One determinant of a specialty's standing in the medical community is its performance in research. Australian general practice has some catching up to do in this area.11 Indeed, general practice research appears to be in the throes of an identity crisis. In March this year an international conference of WONCA (the World Organization of National Colleges, Academies and Academic Associations of General Practitioners/Family Physicians, or the World Organization of Family Doctors, for short) was convened in Kingston, Canada, to draft a statement on the importance and future prospects of primary care research.12 It is surprising that such a conference was needed at all. But as noted in the Lancet, ". . . discussion at the conference also revealed the loss of direction — and confidence — that primary care research is presently experiencing. Very few examples of good family practice research were presented . . . The emphasis on reflection at the expense of action was telling — and disappointing."12

With all this doom and gloom, what to do? Our special issue on general practice attempts to address this question.
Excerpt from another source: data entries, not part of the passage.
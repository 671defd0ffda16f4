//! Fixed address-space reservations.

use ipnet::Ipv4Net;

/// Private and special-use ranges that must always classify as domestic so
/// clients reach them directly, never through the proxy. Kept at /24 or
/// coarser to avoid fragmenting the compiled table.
pub const RESERVED_RANGES: [&str; 14] = [
    "0.0.0.0/8",
    "10.0.0.0/8",
    "100.64.0.0/10",
    "169.254.0.0/16",
    "172.16.0.0/12",
    "192.0.0.0/24",
    "192.0.2.0/24",
    "192.88.99.0/24",
    "192.168.0.0/16",
    "198.18.0.0/15",
    "198.51.100.0/24",
    "203.0.113.0/24",
    "224.0.0.0/4",
    "240.0.0.0/4",
];

/// The reservation list as parsed networks, in insertion order.
pub fn reserved_nets() -> Vec<Ipv4Net> {
    RESERVED_RANGES
        .iter()
        .map(|cidr| cidr.parse().expect("built-in CIDR is valid"))
        .collect()
}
Kamien (page 10) explores the collective wisdom of Australia's inaugural professors of "community medicine".13 Their achievements have been prodigious, but implicit in their reminiscences and counsel is the hope that deans of medical schools might support general practice more fully, and pursue more vigorously teaching environments beyond those found in esoteric tertiary-care and quarternary-care institutions.13 That this can happen with leadership and vision is illustrated by the continuing advances of general practice academia in the United Kingdom, wherein a third of all UK general practices are involved in community-based undergraduate education.14

Del Mar and his international colleagues (page 26) argue that part of the solution to the woes of general practice is to strengthen its "intellectual aspects" by encouraging "critical thinking" and the pursuit of clinically relevant research.7

The commentators on the contrived bleak scenario of general practice in 2020 — The destiny of general practice: blind faith or 20/20 vision — featured in this issue (page 47) argue that the antidotes to the 2020 poisoning of professionalism include structural reforms and independence of clinical agendas. Kidd (page 16) further stresses that involvement of the Federal Government in general practice vocational training needs to be long-sighted, flexible, and not merely an opportunity for implementing political solutions to current problems.15 If the guardians of this multitiered vocational training program were to get it wrong, they would risk fatally wounding general practice.
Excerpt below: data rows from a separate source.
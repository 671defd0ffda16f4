//! CLI entry point for the table generator.

use std::io;
use std::path::{Path, PathBuf};

use clap::{Parser, ValueEnum};
use tracing::info;
use tracing_subscriber::{EnvFilter, fmt, layer::SubscriberExt, util::SubscriberInitExt};

use ipmark_routes::provider::{FileProvider, HttpProvider};
use ipmark_routes::{Allocation, CompactMode, Mark, TableCompiler};

use crate::error::GenError;

/// Default delegation file of the domestic registry.
const DOMESTIC_URL: &str = "https://ftp.apnic.net/stats/apnic/delegated-apnic-latest";
/// Default delegation file of the foreign registry.
const FOREIGN_URL: &str = "https://ftp.arin.net/pub/stats/arin/delegated-arin-extended-latest";

/// Compaction strategy flag.
#[derive(ValueEnum, Debug, Clone, Copy, Default)]
pub enum Mode {
    /// Fewest routes reproducing the exact classification.
    #[default]
    MinRoutes,
    /// Conservative bottom-up merge.
    Merge,
}

impl From<Mode> for CompactMode {
    fn from(mode: Mode) -> Self {
        match mode {
            Mode::MinRoutes => CompactMode::MinRoutes,
            Mode::Merge => CompactMode::Merge,
        }
    }
}

/// CLI arguments for the generator.
#[derive(Parser, Debug, Clone)]
#[command(
    name = "ipmark-gen",
    version,
    about = "Compile the IPv4 route classification table"
)]
pub struct GenArgs {
    /// Output path for the compiled route table (JSON).
    #[arg(short, long, default_value = "routes.json")]
    pub out: PathBuf,

    /// Compaction strategy.
    #[arg(long, value_enum, default_value_t = Mode::MinRoutes)]
    pub mode: Mode,

    /// URL of the domestic registry's delegation file.
    #[arg(long, default_value = DOMESTIC_URL)]
    pub domestic_url: String,

    /// URL of the foreign registry's delegation file.
    #[arg(long, default_value = FOREIGN_URL)]
    pub foreign_url: String,

    /// Entity code selecting domestic records.
    #[arg(long, default_value = "CN")]
    pub domestic_code: String,

    /// Entity code selecting foreign records.
    #[arg(long, default_value = "US")]
    pub foreign_code: String,

    /// Local delegation snapshot overriding --domestic-url.
    #[arg(long)]
    pub domestic_file: Option<PathBuf>,

    /// Local delegation snapshot overriding --foreign-url.
    #[arg(long)]
    pub foreign_file: Option<PathBuf>,

    /// Directory for cached delegation downloads.
    #[arg(long)]
    pub cache_dir: Option<PathBuf>,

    /// Log level override (e.g. "info", "debug", "trace").
    #[arg(long)]
    pub log_level: Option<String>,
}

/// Run the generator with the given CLI arguments.
pub async fn run(args: GenArgs) -> Result<(), GenError> {
    init_tracing(args.log_level.as_deref().unwrap_or("info"));

    // The two feeds are independent reads; fetch them concurrently. Their
    // application to the trie below stays sequential because the overlap
    // policy is ordering-sensitive.
    let (domestic, foreign) = tokio::try_join!(
        load_source(
            &args.domestic_url,
            args.domestic_file.as_deref(),
            &args.domestic_code,
            args.cache_dir.as_deref(),
        ),
        load_source(
            &args.foreign_url,
            args.foreign_file.as_deref(),
            &args.foreign_code,
            args.cache_dir.as_deref(),
        ),
    )?;
    info!(
        domestic = domestic.len(),
        foreign = foreign.len(),
        "loaded allocation records"
    );

    let mut compiler = TableCompiler::new();
    compiler.insert_reserved();
    compiler.insert_allocations(&domestic, Mark::Domestic);
    compiler.insert_allocations(&foreign, Mark::Foreign);

    let table = compiler.compile(args.mode.into())?;
    info!(
        routes = table.len(),
        conflicts = compiler.conflicts().len(),
        mode = ?args.mode,
        "compiled route table"
    );

    write_atomic(&args.out, &table.to_json()).await?;
    info!(path = %args.out.display(), "wrote route table");
    Ok(())
}

/// Load one entity's allocations from a local snapshot or the network.
async fn load_source(
    url: &str,
    file: Option<&Path>,
    entity: &str,
    cache_dir: Option<&Path>,
) -> Result<Vec<Allocation>, GenError> {
    if let Some(path) = file {
        info!(path = %path.display(), entity, "loading local delegation snapshot");
        return Ok(FileProvider::load(path, entity)?);
    }
    let cache_path = cache_dir.map(|dir| dir.join(format!("delegated-{entity}.txt")));
    let provider = HttpProvider::new(url, cache_path, entity);
    Ok(provider.load().await?)
}

/// Write the table atomically (write-to-temp + rename) so consumers never
/// observe a truncated file.
async fn write_atomic(path: &Path, content: &str) -> Result<(), std::io::Error> {
    if let Some(parent) = path.parent() {
        if !parent.as_os_str().is_empty() {
            tokio::fs::create_dir_all(parent).await?;
        }
    }
    let tmp_path = path.with_extension("tmp");
    tokio::fs::write(&tmp_path, content).await?;
    #[cfg(target_os = "windows")]
    {
        let _ = tokio::fs::remove_file(path).await;
    }
    tokio::fs::rename(&tmp_path, path).await
}

fn init_tracing(level: &str) {
    let filter = EnvFilter::try_new(level).unwrap_or_else(|_| EnvFilter::new("info"));

    tracing_subscriber::registry()
        .with(filter)
        .with(fmt::layer().with_writer(io::stderr))
        .init();
}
General practice in the 21st century will only prosper if its collective focus is on adapting and enhancing its unique characteristics — first contact, comprehensiveness, continuity and coordination of care — so that these are in tune with patient and community expectations and the needs of the community's changing health challenges.

General practice needs to change so that despondency, stress, loss of control and the perceived professional unattractiveness are things of the past. New GPs will need to embrace rather than suffer preventive medicine, exploit the power implicit in patient self-management, have responsive and flexible schedules of single or group visits, and be closely involved as members of interdisciplinary teams in care delivery within the community. They must also use the rich resources of information technology to reduce rather than increase work loads. Finally, general practice needs to accommodate the life-style aspirations of future doctors. Such developments can only restore the individual morale and professional pride of GPs.
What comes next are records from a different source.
//! Minimum-route compaction.
//!
//! Bottom-up dynamic program over the trie: for every node and every mark
//! the node could inherit from above, compute the fewest routes needed to
//! reproduce the subtree's exact classification, then reconstruct the
//! chosen routes top-down. Unexplored address space costs nothing and is
//! absorbed by whichever neighboring mark makes the total smallest.

use crate::error::RoutesError;
use crate::route::{Mark, Route};
use crate::trie::{IpTrie, Node, branch_bit};

/// Sentinel cost for choices that cannot reproduce the classification,
/// e.g. assuming a marked leaf inherits a different mark. Large enough to
/// never win a minimum, small enough that sums cannot overflow.
const INFEASIBLE: u32 = 0x7fff;

/// Route count and the minimizing child-mark pair for one inherited mark.
#[derive(Debug, Clone, Copy)]
struct Solution {
    count: u32,
    children: [Mark; 2],
}

impl Default for Solution {
    fn default() -> Self {
        Self {
            count: INFEASIBLE,
            children: [Mark::Empty; 2],
        }
    }
}

/// Per-node solutions, indexed by inherited mark. Mirrors the trie's shape
/// for the duration of one compaction and is dropped after reconstruction.
struct Solved {
    sols: [Solution; 3],
    children: [Option<Box<Solved>>; 2],
}

/// Solutions for an absent subtree: empty space is free to classify either
/// way, expressed as a zero-cost `Empty` child-mark choice.
fn absent() -> [Solution; 3] {
    let mut sols = [Solution::default(); 3];
    sols[Mark::Empty.index()].count = 0;
    sols
}

fn solve(node: &Node) -> Box<Solved> {
    if node.mark.is_set() {
        // An explicit mark prices this subtree at exactly one route, and
        // only under its own mark.
        let mut sols = [Solution::default(); 3];
        sols[node.mark.index()].count = 1;
        return Box::new(Solved {
            sols,
            children: [None, None],
        });
    }

    let children = node.children.each_ref().map(|c| c.as_deref().map(solve));
    let left = children[0].as_ref().map_or_else(absent, |s| s.sols);
    let right = children[1].as_ref().map_or_else(absent, |s| s.sols);

    let mut sols = [Solution::default(); 3];
    for cur in [Mark::Domestic, Mark::Foreign] {
        let best = &mut sols[cur.index()];
        // Fixed scan order with a strict minimum: the first minimizing pair
        // wins, keeping the emitted routes deterministic across runs.
        for l in Mark::ALL {
            for r in Mark::ALL {
                let mut count = left[l.index()].count + right[r.index()].count;
                if l == r && cur == l {
                    // Both children inherit `cur` as-is; the route that
                    // would establish it is hoisted to the parent.
                    count -= 1;
                } else if cur != l && cur != r {
                    // Neither child continues `cur`; this node needs its
                    // own route to establish it.
                    count += 1;
                }
                if count < best.count {
                    *best = Solution {
                        count,
                        children: [l, r],
                    };
                }
            }
        }
    }
    Box::new(Solved { sols, children })
}

fn emit(
    solved: Option<&Solved>,
    addr: u32,
    depth: u8,
    mark: Mark,
    parent: Mark,
    out: &mut Vec<Route>,
) {
    let Some(s) = solved else { return };
    if mark != parent {
        out.push(Route::new(addr, depth, mark));
    }
    if depth == 32 {
        return;
    }
    let [l, r] = s.sols[mark.index()].children;
    emit(s.children[0].as_deref(), addr, depth + 1, l, mark, out);
    emit(
        s.children[1].as_deref(),
        addr | branch_bit(depth),
        depth + 1,
        r,
        mark,
        out,
    );
}

/// Compact the trie into a minimum-count route list.
///
/// The first route always covers the whole address space with the cheaper
/// root mark (foreign on a tie). A sentinel-valued root cost means the trie
/// violates the builder's invariants; that fails the run rather than
/// emitting a wrong table.
pub fn min_routes(trie: &IpTrie) -> Result<Vec<Route>, RoutesError> {
    let solved = solve(trie.root());
    let domestic = solved.sols[Mark::Domestic.index()].count;
    let foreign = solved.sols[Mark::Foreign.index()].count;
    let root_mark = if domestic < foreign {
        Mark::Domestic
    } else {
        Mark::Foreign
    };
    let best = solved.sols[root_mark.index()].count;
    if best >= INFEASIBLE {
        return Err(RoutesError::Infeasible(best));
    }

    let mut out = Vec::new();
    emit(Some(solved.as_ref()), 0, 0, root_mark, Mark::Empty, &mut out);
    Ok(out)
}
Donald Berwick (President and Chief Executive Officer, Institute for Health Care Improvement, Boston, USA) recently observed that "We are carrying the nineteenth-century clinical office into the twenty-first-century world. It's time to retire it."16 To effect such seismic changes in how general practice is provided and remunerated will, no doubt, produce upheaval, but the key to the management of any crisis is control — control of professional purpose, places of practice and pride.

It is time for general practice to move into the 21st century.